The gender pay gap is something all too many female employees are familiar with.
Now, research suggests women in wealthy households earn a staggering 25 per cent less than men.
This is much higher than the four per cent difference in earnings in poorer homes, the findings revealed.
And experts warned its partly because women are still expected to take on unpaid care work to look after children and the elderly.
The gender pay gap refers to the difference between average earnings of men and women in the workforce – not just unequal pay for the same work.
The researchers, from City St George's at the University of London, analysed 40 years of retrospective work–history data in the UK.
They discovered in higher–earning households, men earned an average of £29.27 per hour while women earned £21.94 per hour – a difference of 25 per cent.
Meanwhile in lower–earning households, the average hourly earnings are £8.22 for men and £7.90 for women – a difference of four per cent.
The research found that pay inequality is less of an issue in poorer households as both men and women in the UK earn such low wages.
In addition to the differences by class, the study found that women spending less time in traditional full–time work accounts for nearly a third of the gender pay gap on average.
On average, women are more likely than men to accept reduced–hour jobs, part–time work, poorly paid work, or to spend time out of the workforce entirely.
Women do so to take on unpaid caring labour, such as looking after children and relatives, which negatively impacts their earnings in both the immediate term and over time.
Dr Vanessa Gash, lead author of the study, said: 'Both gender and class need to be looked at by policymakers to reduce the gender pay gap.
'Efforts to close the gender pay gap need to be more strongly tied to an agenda of good quality employment for all.
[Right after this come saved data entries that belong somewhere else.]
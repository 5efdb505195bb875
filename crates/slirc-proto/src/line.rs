//! CR LF line framing for tokio.
//!
//! [`LineCodec`] splits a byte stream into complete lines, each still
//! carrying its `\r\n` terminator so the grammar sees exactly what arrived.
//! Lines longer than the configured limit are skipped rather than treated as
//! stream errors: the codec reports a [`Line::Discarded`] and resumes at the
//! next terminator.

use std::io;

use bytes::{Buf, BufMut, BytesMut};
use tokio_util::codec::{Decoder, Encoder};

const CRLF: &[u8] = b"\r\n";

/// Default line limit in bytes, terminator included (RFC 1459).
pub const MAX_LINE_LEN: usize = 512;

/// One framed line.
#[derive(Debug, Clone, PartialEq, Eq)]
pub enum Line {
    /// A complete line, terminator included.
    Complete(BytesMut),
    /// An overlong or unterminated line that was dropped.
    Discarded {
        /// Bytes dropped, terminator included when one was seen.
        length: usize,
    },
}

/// Codec that splits input on `\r\n`.
///
/// By default, lines are limited to 512 bytes (IRC standard).
#[derive(Debug, Clone)]
pub struct LineCodec {
    /// Index of next byte to check for a terminator
    next_index: usize,
    /// Maximum line length, terminator included
    max_len: usize,
    /// Bytes dropped so far from an overlong line, if one is being skipped
    discarding: Option<usize>,
}

impl Default for LineCodec {
    fn default() -> Self {
        Self::new()
    }
}

impl LineCodec {
    /// Create a codec with the default 512-byte limit.
    pub fn new() -> Self {
        Self::with_max_len(MAX_LINE_LEN)
    }

    /// Create a codec with a custom line limit.
    pub fn with_max_len(max_len: usize) -> Self {
        Self {
            next_index: 0,
            max_len: max_len.max(CRLF.len()),
            discarding: None,
        }
    }

    /// The configured line limit.
    pub fn max_len(&self) -> usize {
        self.max_len
    }

    /// Frame outgoing data as exactly one line.
    ///
    /// Everything from the first line break on is dropped, then `\r\n` is
    /// appended. Returns `None` when nothing is left to send.
    pub fn frame(data: &[u8]) -> Option<BytesMut> {
        let end = data
            .iter()
            .position(|&b| b == b'\r' || b == b'\n')
            .unwrap_or(data.len());
        if end == 0 {
            return None;
        }

        let mut line = BytesMut::with_capacity(end + CRLF.len());
        line.put_slice(&data[..end]);
        line.put_slice(CRLF);
        Some(line)
    }

    fn find_terminator(&self, src: &BytesMut) -> Option<usize> {
        // A CR may have been the last byte of the previous read.
        let start = self.next_index.saturating_sub(1);
        src[start..]
            .windows(CRLF.len())
            .position(|w| w == CRLF)
            .map(|offset| start + offset)
    }
}

impl Decoder for LineCodec {
    type Item = Line;
    type Error = io::Error;

    fn decode(&mut self, src: &mut BytesMut) -> io::Result<Option<Line>> {
        match self.find_terminator(src) {
            Some(pos) => {
                let line = src.split_to(pos + CRLF.len());
                self.next_index = 0;

                if let Some(dropped) = self.discarding.take() {
                    let length = dropped + line.len();
                    tracing::debug!(length, "skipped overlong line");
                    return Ok(Some(Line::Discarded { length }));
                }

                if line.len() > self.max_len {
                    tracing::debug!(length = line.len(), limit = self.max_len, "dropping overlong line");
                    return Ok(Some(Line::Discarded { length: line.len() }));
                }

                Ok(Some(Line::Complete(line)))
            }
            None => {
                let over_limit = self.discarding.is_some() || src.len() > self.max_len;
                if over_limit && !src.is_empty() {
                    // Keep a trailing CR: it may pair with the next LF.
                    let keep = usize::from(src.last() == Some(&b'\r'));
                    let drop = src.len() - keep;
                    src.advance(drop);
                    *self.discarding.get_or_insert(0) += drop;
                }
                self.next_index = src.len();
                Ok(None)
            }
        }
    }

    fn decode_eof(&mut self, src: &mut BytesMut) -> io::Result<Option<Line>> {
        if let Some(line) = self.decode(src)? {
            return Ok(Some(line));
        }

        let leftover = src.len() + self.discarding.take().unwrap_or(0);
        src.clear();
        self.next_index = 0;
        if leftover == 0 {
            Ok(None)
        } else {
            tracing::debug!(length = leftover, "dropping unterminated line at end of stream");
            Ok(Some(Line::Discarded { length: leftover }))
        }
    }
}

impl Encoder<&[u8]> for LineCodec {
    type Error = io::Error;

    fn encode(&mut self, data: &[u8], dst: &mut BytesMut) -> io::Result<()> {
        if let Some(line) = Self::frame(data) {
            dst.extend_from_slice(&line);
        }
        Ok(())
    }
}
'Calls for pay equity, which focus on the lack of women in high–powered positions, risk alienating those in households where both partners earn similarly low wages.
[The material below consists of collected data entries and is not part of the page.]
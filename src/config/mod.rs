//! Configuration loading and management.
//!
//! This module is split into logical submodules:
//! - [`types`]: Config struct definitions (Config, ServerConfig, IdentityConfig, ...)
//! - [`defaults`]: serde default value functions
//! - [`validation`]: startup checks

mod defaults;
mod types;
mod validation;

pub use types::{BotConfig, Config, ConfigError, IdentityConfig, ServerConfig, ServiceConfig, SessionConfig};
pub use validation::{ValidationError, validate};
'Key to the problem is the age–old question of who is doing most of the unpaid care work in the home, which our research confirms continues to be women.'
The findings, published in the Cambridge Journal of Economics, revealed men had an average work history of less than three weeks of unpaid care work in their entire lifetimes.
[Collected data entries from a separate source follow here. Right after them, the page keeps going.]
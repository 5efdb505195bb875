//! # slirc-proto
//!
//! The IRC line grammar used by the slirc client engine.
//!
//! ## Features
//!
//! - A byte-level [`Scanner`] that classifies one line into tokens
//! - A table-driven [`Parser`] that turns tokens into a [`Message`]
//! - Message construction and wire serialization
//! - Optional Tokio integration: a CR LF [`LineCodec`] with overlong-line recovery

#![deny(clippy::all)]
#![warn(missing_docs)]
#![cfg_attr(docsrs, feature(doc_cfg))]

//! ## Quick Start
//!
//! ### Creating IRC Messages
//!
//! ```rust
//! use slirc_proto::{Message, Prefix};
//!
//! let privmsg = Message::privmsg("#rust", "Hello, world!");
//! let with_source = Message::notice("nick", "Server notice")
//!     .with_prefix(Prefix::source("irc.example.com"));
//!
//! assert_eq!(with_source.to_string(), ":irc.example.com NOTICE nick :Server notice");
//! assert_eq!(privmsg.to_line(), "PRIVMSG #rust :Hello, world!\r\n");
//! ```
//!
//! ### Parsing IRC Messages
//!
//! ```rust
//! use slirc_proto::{parse, Command};
//!
//! let message = parse(b":nick!user@host PRIVMSG #channel :Hello!\r\n").expect("valid line");
//! assert_eq!(message.command, Command::Privmsg);
//! assert_eq!(message.params, ["#channel"]);
//! ```

pub mod command;
pub mod error;
pub mod grammar;
#[cfg(feature = "tokio")]
pub mod line;
pub mod message;
pub mod prefix;
pub mod scanner;

pub use self::command::{Command, CommandKind};
pub use self::error::ParseError;
pub use self::grammar::{parse, Parser, MAX_PARAMS};
#[cfg(feature = "tokio")]
pub use self::line::{Line, LineCodec, MAX_LINE_LEN};
pub use self::message::Message;
pub use self::prefix::Prefix;
pub use self::scanner::{Scanner, Token, TokenKind};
Women, meanwhile, had an average of more than two years of unpaid care work.
Sex discrimination is another major driver of the gender pay gap, the authors said. They concluded that women face disproportionately high penalties simply for being female.
Removing this societal penalty for being a woman could contribute to a 43 per cent increase in women's wages, they added.
The paper was co–authored by researchers at the University of Manchester and the University of Salzburg.